--- MATERIAL SHOWN ---
● ● ●

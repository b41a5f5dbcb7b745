use argon2::{
    password_hash::{rand_core::OsRng, PasswordHash, PasswordHasher, PasswordVerifier, SaltString},
    Argon2,
};

#[derive(Debug, thiserror::Error)]
pub enum PasswordError {
    #[error("password hashing failed: {0}")]
    Hash(String),
    #[error("stored password hash is malformed: {0}")]
    MalformedHash(String),
}

/// Hashes `plain` with a fresh random salt into a PHC string.
pub fn hash_password(plain: &str) -> Result<String, PasswordError> {
    let salt = SaltString::generate(&mut OsRng);
    let hash = Argon2::default()
        .hash_password(plain.as_bytes(), &salt)
        .map_err(|err| PasswordError::Hash(err.to_string()))?;
    Ok(hash.to_string())
}

pub fn verify_password(plain: &str, stored_hash: &str) -> Result<bool, PasswordError> {
    let parsed =
        PasswordHash::new(stored_hash).map_err(|err| PasswordError::MalformedHash(err.to_string()))?;
    Ok(Argon2::default()
        .verify_password(plain.as_bytes(), &parsed)
        .is_ok())
}
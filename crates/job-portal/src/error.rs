use crate::config::ConfigError;
use crate::mail::MailError;
use crate::persistence::RepositoryError;
use crate::telemetry::TelemetryError;
use axum::extract::rejection::{JsonRejection, PathRejection, QueryRejection};
use axum::http::StatusCode;
use axum::response::{IntoResponse, Response};
use axum::Json;
use serde_json::json;
use std::fmt;
use tracing::error;

/// Startup and infrastructure failures surfaced by the binary.
#[derive(Debug)]
pub enum AppError {
    Config(ConfigError),
    Telemetry(TelemetryError),
    Io(std::io::Error),
    Database(RepositoryError),
    Mail(MailError),
}

impl fmt::Display for AppError {
    fn fmt(&self, f: &mut fmt::Formatter<'_>) -> fmt::Result {
        match self {
            AppError::Config(err) => write!(f, "configuration error: {}", err),
            AppError::Telemetry(err) => write!(f, "telemetry error: {}", err),
            AppError::Io(err) => write!(f, "io error: {}", err),
            AppError::Database(err) => write!(f, "database error: {}", err),
            AppError::Mail(err) => write!(f, "mail error: {}", err),
        }
    }
}

impl std::error::Error for AppError {
    fn source(&self) -> Option<&(dyn std::error::Error + 'static)> {
        match self {
            AppError::Config(err) => Some(err),
            AppError::Telemetry(err) => Some(err),
            AppError::Io(err) => Some(err),
            AppError::Database(err) => Some(err),
            AppError::Mail(err) => Some(err),
        }
    }
}

impl From<ConfigError> for AppError {
    fn from(value: ConfigError) -> Self {
        Self::Config(value)
    }
}

impl From<TelemetryError> for AppError {
    fn from(value: TelemetryError) -> Self {
        Self::Telemetry(value)
    }
}

impl From<std::io::Error> for AppError {
    fn from(value: std::io::Error) -> Self {
        Self::Io(value)
    }
}

impl From<RepositoryError> for AppError {
    fn from(value: RepositoryError) -> Self {
        Self::Database(value)
    }
}

impl From<MailError> for AppError {
    fn from(value: MailError) -> Self {
        Self::Mail(value)
    }
}

/// Request-level failure taxonomy shared by every service and router.
#[derive(Debug, thiserror::Error)]
pub enum ServiceError {
    #[error("{0}")]
    Validation(String),
    #[error("{0}")]
    NotFound(String),
    #[error("{0}")]
    Conflict(String),
    #[error("{0}")]
    Auth(String),
    #[error("persistence failure: {0}")]
    Persistence(#[source] RepositoryError),
    #[error("internal failure: {0}")]
    Internal(String),
}

impl ServiceError {
    pub fn validation(message: impl Into<String>) -> Self {
        Self::Validation(message.into())
    }

    pub fn not_found(message: impl Into<String>) -> Self {
        Self::NotFound(message.into())
    }

    pub fn conflict(message: impl Into<String>) -> Self {
        Self::Conflict(message.into())
    }

    pub fn status(&self) -> StatusCode {
        match self {
            ServiceError::Validation(_) => StatusCode::BAD_REQUEST,
            ServiceError::NotFound(_) => StatusCode::NOT_FOUND,
            ServiceError::Conflict(_) => StatusCode::CONFLICT,
            ServiceError::Auth(_) => StatusCode::UNAUTHORIZED,
            ServiceError::Persistence(_) | ServiceError::Internal(_) => {
                StatusCode::INTERNAL_SERVER_ERROR
            }
        }
    }
}

impl From<RepositoryError> for ServiceError {
    fn from(value: RepositoryError) -> Self {
        match value {
            RepositoryError::NotFound => Self::not_found("record not found"),
            RepositoryError::Conflict => Self::conflict("record already exists"),
            other => Self::Persistence(other),
        }
    }
}

impl From<JsonRejection> for ServiceError {
    fn from(value: JsonRejection) -> Self {
        Self::Validation(format!("Invalid request data: {}", value.body_text()))
    }
}

impl From<PathRejection> for ServiceError {
    fn from(value: PathRejection) -> Self {
        Self::Validation(format!("Invalid path parameter: {}", value.body_text()))
    }
}

impl From<QueryRejection> for ServiceError {
    fn from(value: QueryRejection) -> Self {
        Self::Validation(format!("Invalid query string: {}", value.body_text()))
    }
}

impl IntoResponse for ServiceError {
    fn into_response(self) -> Response {
        let status = self.status();
        let message = match &self {
            ServiceError::Persistence(source) => {
                error!(error = %source, "request failed on storage");
                "internal server error".to_string()
            }
            ServiceError::Internal(detail) => {
                error!(error = %detail, "request failed");
                "internal server error".to_string()
            }
            other => other.to_string(),
        };

        (status, Json(json!({ "error": message }))).into_response()
    }
}

#[cfg(test)]
mod tests {
    use super::*;

    #[test]
    fn repository_errors_map_to_taxonomy() {
        assert_eq!(
            ServiceError::from(RepositoryError::NotFound).status(),
            StatusCode::NOT_FOUND
        );
        assert_eq!(
            ServiceError::from(RepositoryError::Conflict).status(),
            StatusCode::CONFLICT
        );
        assert_eq!(
            ServiceError::from(RepositoryError::Unavailable("offline".into())).status(),
            StatusCode::INTERNAL_SERVER_ERROR
        );
    }

    #[tokio::test]
    async fn persistence_errors_hide_details() {
        let response =
            ServiceError::from(RepositoryError::Unavailable("disk on fire".into())).into_response();
        assert_eq!(response.status(), StatusCode::INTERNAL_SERVER_ERROR);
        let body = axum::body::to_bytes(response.into_body(), 1024)
            .await
            .expect("read body");
        let payload: serde_json::Value = serde_json::from_slice(&body).expect("json payload");
        assert_eq!(payload["error"], "internal server error");
    }
}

● ● ●

What lines above hold the word "parsed"? Pull each one out.

    let parsed =
        .verify_password(plain.as_bytes(), &parsed)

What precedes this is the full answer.